I'm using a CIContext, CIDetector, and CIImage to detect rectangles in a vImage_Buffer derived from samples in captureOutput:didOutputSampleBuffer:fromConnection:. It seems that either the detector or the CIImage is retaining memory and it cannot be released. Here is the code in question - skipping over this code shows memory held constant, otherwise in increases until crashing the app:
// ...rotatedBuf and format managed outside scope
// Use a CIDetector to find any potential subslices to process
CVPixelBufferRef cvBuffer;
vImageCVImageFormatRef cvFormat = vImageCVImageFormat_CreateWithCVPixelBuffer(pixelBuffer);
CVPixelBufferCreate(kCFAllocatorSystemDefault, rotatedBuf.width, rotatedBuf.height, kCVPixelFormatType_32BGRA, NULL, &cvBuffer);
CVPixelBufferLockBaseAddress(cvBuffer, kCVPixelBufferLock_ReadOnly);
err = vImageBuffer_CopyToCVPixelBuffer(&rotatedBuf, &format, cvBuffer, cvFormat, NULL, kvImageNoFlags);
CVPixelBufferUnlockBaseAddress(cvBuffer, kCVPixelBufferLock_ReadOnly);
if (![self vImageDidError:err]) {
CIImage *ciImage = [CIImage imageWithCVPixelBuffer:cvBuffer];
NSArray *feats = [self.ciDetector featuresInImage:ciImage options:nil];
if (feats && [feats count]) {
for (CIFeature *feat in feats) {
// The frame is currently in image space, so we must convert it to a unitless space like the other rects.
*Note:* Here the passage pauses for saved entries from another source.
//! Watcher: polls for one notification pattern until match, cancel or deadline.

use std::time::Duration;

use chrono::{DateTime, Utc};
use tokio::time::Instant;
use tracing::{debug, error, info, warn};

use crate::cancel::CancelSignal;
use crate::notification::{Notification, NotificationPoller};
use crate::outcome::{Outcome, OutcomeSink};

/// Default delay between two polls.
pub const DEFAULT_POLL_INTERVAL: Duration = Duration::from_secs(5);

/// Default watcher lifetime.
pub const DEFAULT_TIMEOUT: Duration = Duration::from_secs(300);

/// Floor for the poll interval so a zero value cannot spin.
const MIN_POLL_INTERVAL: Duration = Duration::from_millis(100);

/// What a matching notification means for the action being verified.
#[derive(Debug, Clone, Copy, PartialEq, Eq)]
pub enum Expectation {
    Success,
    Failure,
}

/// Matching criterion and lifetime bounds of one watcher.
#[derive(Debug, Clone, PartialEq, Eq)]
pub struct WatchSpec {
    /// Substring searched for in notification text.
    pub pattern: String,

    pub expectation: Expectation,

    /// Notifications stamped before this are never matched.
    pub since: DateTime<Utc>,

    pub poll_interval: Duration,

    pub timeout: Duration,

    /// Only match notifications about this node.
    pub target: Option<u64>,
}

impl WatchSpec {
    pub fn new(pattern: impl Into<String>, expectation: Expectation, since: DateTime<Utc>) -> Self {
        Self {
            pattern: pattern.into(),
            expectation,
            since,
            poll_interval: DEFAULT_POLL_INTERVAL,
            timeout: DEFAULT_TIMEOUT,
            target: None,
        }
    }

    pub fn success(pattern: impl Into<String>, since: DateTime<Utc>) -> Self {
        Self::new(pattern, Expectation::Success, since)
    }

    pub fn failure(pattern: impl Into<String>, since: DateTime<Utc>) -> Self {
        Self::new(pattern, Expectation::Failure, since)
    }

    pub fn poll_interval(mut self, interval: Duration) -> Self {
        self.poll_interval = interval.max(MIN_POLL_INTERVAL);
        self
    }

    pub fn timeout(mut self, timeout: Duration) -> Self {
        self.timeout = timeout;
        self
    }

    pub fn target(mut self, node_id: u64) -> Self {
        self.target = Some(node_id);
        self
    }

    /// Whether `notification` satisfies this spec.
    pub fn matches(&self, notification: &Notification) -> bool {
        notification.timestamp >= self.since
            && notification.text.contains(&self.pattern)
            && self
                .target
                .is_none_or(|target| notification.target_id == Some(target))
    }
}

/// Run one watcher to completion.
///
/// Delivers at most one outcome into `sink`: the matching notification, or a
/// timeout once `spec.timeout` has elapsed. Returns without delivering when
/// `cancel` fires or another participant already resolved the sink.
pub async fn watch<P: NotificationPoller>(
    poller: P,
    spec: WatchSpec,
    sink: OutcomeSink,
    cancel: CancelSignal,
) {
    let start = Instant::now();
    let deadline = start + spec.timeout;
    let mut consecutive_failures = 0u32;

    debug!(
        pattern = %spec.pattern,
        since = %spec.since,
        poll_interval_ms = spec.poll_interval.as_millis() as u64,
        timeout_secs = spec.timeout.as_secs(),
        "Starting watcher"
    );

    let stopped = || cancel.is_cancelled() || sink.is_resolved();

    loop {
        if stopped() {
            debug!(pattern = %spec.pattern, "Watcher stopped");
            return;
        }

        let polled = tokio::select! {
            _ = cancel.cancelled() => {
                debug!(pattern = %spec.pattern, "Watcher cancelled during poll");
                return;
            }
            result = tokio::time::timeout_at(
                deadline + spec.poll_interval,
                poller.poll_notifications(spec.since),
            ) => result,
        };

        if stopped() {
            debug!(pattern = %spec.pattern, "Watcher stopped");
            return;
        }

        match polled {
            Ok(Ok(notifications)) => {
                consecutive_failures = 0;
                if let Some(notification) = notifications.iter().find(|n| spec.matches(n)) {
                    let delivered = sink.deliver(Outcome::matched(&spec, &notification.text));
                    info!(
                        pattern = %spec.pattern,
                        message = %notification.text,
                        delivered,
                        elapsed_ms = start.elapsed().as_millis() as u64,
                        "Watcher matched notification"
                    );
                    return;
                }
            }
            Ok(Err(e)) => {
                consecutive_failures += 1;
                if consecutive_failures <= 3 {
                    warn!(
                        pattern = %spec.pattern,
                        error = %e,
                        consecutive_failures,
                        "Notification poll failed"
                    );
                } else {
                    error!(
                        pattern = %spec.pattern,
                        error = %e,
                        consecutive_failures,
                        "Notification poll failed repeatedly"
                    );
                }
            }
            Err(_) => {
                consecutive_failures += 1;
                warn!(
                    pattern = %spec.pattern,
                    consecutive_failures,
                    "Notification poll did not complete before the deadline"
                );
            }
        }

        let now = Instant::now();
        if now >= deadline {
            let delivered = sink.deliver(Outcome::timeout());
            info!(
                pattern = %spec.pattern,
                delivered,
                timeout_secs = spec.timeout.as_secs(),
                "Watcher timed out"
            );
            return;
        }

        let next_poll = (now + spec.poll_interval).min(deadline);
        tokio::select! {
            _ = cancel.cancelled() => {
                debug!(pattern = %spec.pattern, "Watcher cancelled");
                return;
            }
            _ = tokio::time::sleep_until(next_poll) => {}
        }
    }
}

#[cfg(test)]
mod tests {
    use std::sync::atomic::{AtomicUsize, Ordering};
    use std::sync::Arc;

    use async_trait::async_trait;
    use chrono::TimeDelta;

    use super::*;

    /// Returns a fixed batch on every poll and counts calls.
    struct FixedPoller {
        batch: Vec<Notification>,
        calls: AtomicUsize,
    }

    impl FixedPoller {
        fn new(batch: Vec<Notification>) -> Arc<Self> {
            Arc::new(Self {
                batch,
                calls: AtomicUsize::new(0),
            })
        }
    }

    #[async_trait]
    impl NotificationPoller for FixedPoller {
        type Error = String;

        async fn poll_notifications(
            &self,
            since: DateTime<Utc>,
        ) -> Result<Vec<Notification>, String> {
            self.calls.fetch_add(1, Ordering::SeqCst);
            Ok(self
                .batch
                .iter()
                .filter(|n| n.timestamp >= since)
                .cloned()
                .collect())
        }
    }

    #[test]
    fn test_matches_respects_since_bound() {
        let since = Utc::now();
        let spec = WatchSpec::success("added", since);

        let stale = Notification::new("node added", since - TimeDelta::seconds(1));
        let fresh = Notification::new("node added", since);
        let other = Notification::new("node removed", since);

        assert!(!spec.matches(&stale));
        assert!(spec.matches(&fresh));
        assert!(!spec.matches(&other));
    }

    #[test]
    fn test_matches_target_filter() {
        let since = Utc::now();
        let spec = WatchSpec::success("installed", since).target(7);

        assert!(spec.matches(&Notification::new("installed", since).with_target(7)));
        assert!(!spec.matches(&Notification::new("installed", since).with_target(8)));
        assert!(!spec.matches(&Notification::new("installed", since)));
    }

    #[test]
    fn test_poll_interval_floor() {
        let spec = WatchSpec::success("x", Utc::now()).poll_interval(Duration::ZERO);
        assert_eq!(spec.poll_interval, MIN_POLL_INTERVAL);
    }

    #[tokio::test(start_paused = true)]
    async fn test_watch_delivers_match() {
        let since = Utc::now();
        let poller = FixedPoller::new(vec![Notification::new("Node added: 12", since)]);
        let spec = WatchSpec::success("Node added", since).poll_interval(Duration::from_secs(1));
        let (sink, mut rx) = OutcomeSink::channel();

        watch(Arc::clone(&poller), spec, sink, CancelSignal::new()).await;

        let outcome = rx.recv().await.unwrap();
        assert!(!outcome.is_error);
        assert_eq!(outcome.message, "Node added: 12");
        assert_eq!(poller.calls.load(Ordering::SeqCst), 1);
    }

    #[tokio::test(start_paused = true)]
    async fn test_watch_ignores_stale_notifications() {
        let since = Utc::now();
        let poller = FixedPoller::new(vec![Notification::new(
            "Node added: 12",
            since - TimeDelta::minutes(5),
        )]);
        let spec = WatchSpec::success("Node added", since)
            .poll_interval(Duration::from_secs(1))
            .timeout(Duration::from_secs(3));
        let (sink, mut rx) = OutcomeSink::channel();

        watch(poller, spec, sink, CancelSignal::new()).await;

        assert!(rx.recv().await.unwrap().is_timeout());
    }

    #[tokio::test(start_paused = true)]
    async fn test_watch_times_out() {
        let poller = FixedPoller::new(vec![]);
        let spec = WatchSpec::failure("failed", Utc::now())
            .poll_interval(Duration::from_secs(1))
            .timeout(Duration::from_secs(5));
        let (sink, mut rx) = OutcomeSink::channel();

        let start = Instant::now();
        watch(Arc::clone(&poller), spec, sink, CancelSignal::new()).await;

        let elapsed = start.elapsed();
        assert!(elapsed >= Duration::from_secs(5) && elapsed < Duration::from_secs(6));
        assert!(rx.recv().await.unwrap().is_timeout());
        // Polls at 0..=5s.
        assert_eq!(poller.calls.load(Ordering::SeqCst), 6);
    }

    #[tokio::test(start_paused = true)]
    async fn test_cancelled_watcher_does_not_deliver() {
        let poller = FixedPoller::new(vec![]);
        let spec = WatchSpec::success("added", Utc::now())
            .poll_interval(Duration::from_secs(1))
            .timeout(Duration::from_secs(60));
        let (sink, mut rx) = OutcomeSink::channel();
        let cancel = CancelSignal::new();

        let handle = tokio::spawn(watch(poller, spec, sink.clone(), cancel.clone()));
        tokio::time::sleep(Duration::from_millis(2500)).await;
        cancel.cancel();
        handle.await.unwrap();

        assert!(!sink.is_resolved());
        drop(sink);
        assert!(rx.recv().await.is_none());
    }

    #[tokio::test(start_paused = true)]
    async fn test_watcher_stops_when_sink_resolved_elsewhere() {
        let poller = FixedPoller::new(vec![]);
        let spec = WatchSpec::success("added", Utc::now())
            .poll_interval(Duration::from_secs(1))
            .timeout(Duration::from_secs(60));
        let (sink, _rx) = OutcomeSink::channel();

        let handle = tokio::spawn(watch(
            Arc::clone(&poller),
            spec,
            sink.clone(),
            CancelSignal::new(),
        ));
        tokio::time::sleep(Duration::from_millis(500)).await;
        assert!(sink.deliver(Outcome::timeout()));

        tokio::time::timeout(Duration::from_secs(2), handle)
            .await
            .expect("watcher should exit within one poll interval")
            .unwrap();
        assert_eq!(poller.calls.load(Ordering::SeqCst), 1);
    }
}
CGRect frame = feat.bounds;
CGRect clip = CGRectMake(frame.origin.x / rotatedBuf.width, frame.origin.y / rotatedBuf.height,
frame.size.width / rotatedBuf.width, frame.size.height / rotatedBuf.height);
rects = [rects arrayByAddingObject:[NSValue valueWithCGRect:clip]];
}
}
}
CVPixelBufferRelease(cvBuffer);
vImageCVImageFormat_Release(cvFormat);
Other answers seem to suggest wrapping in an autorelease pool or create a new CIDector each frame, but neither affect the memory use.
CIDetector isn't releasing memory
CIDetector won't release memory - swift
Edit: switching the dispatch queue to one other than dispatch_main_queue seemed to have cleared the memory issue and keeps the UI responsive.
I figured out a different solution - in my case I was running all my processing on the main dispatch queue. What fixed the situation was creating a new queue to run the processing in. I realized this may be the case when the majority of my CPU time was spent on the call to featuresInImage:options:. It doesn't explain what caused the memory issue, but now that I'm running in a separate queue, memory is nice and constant.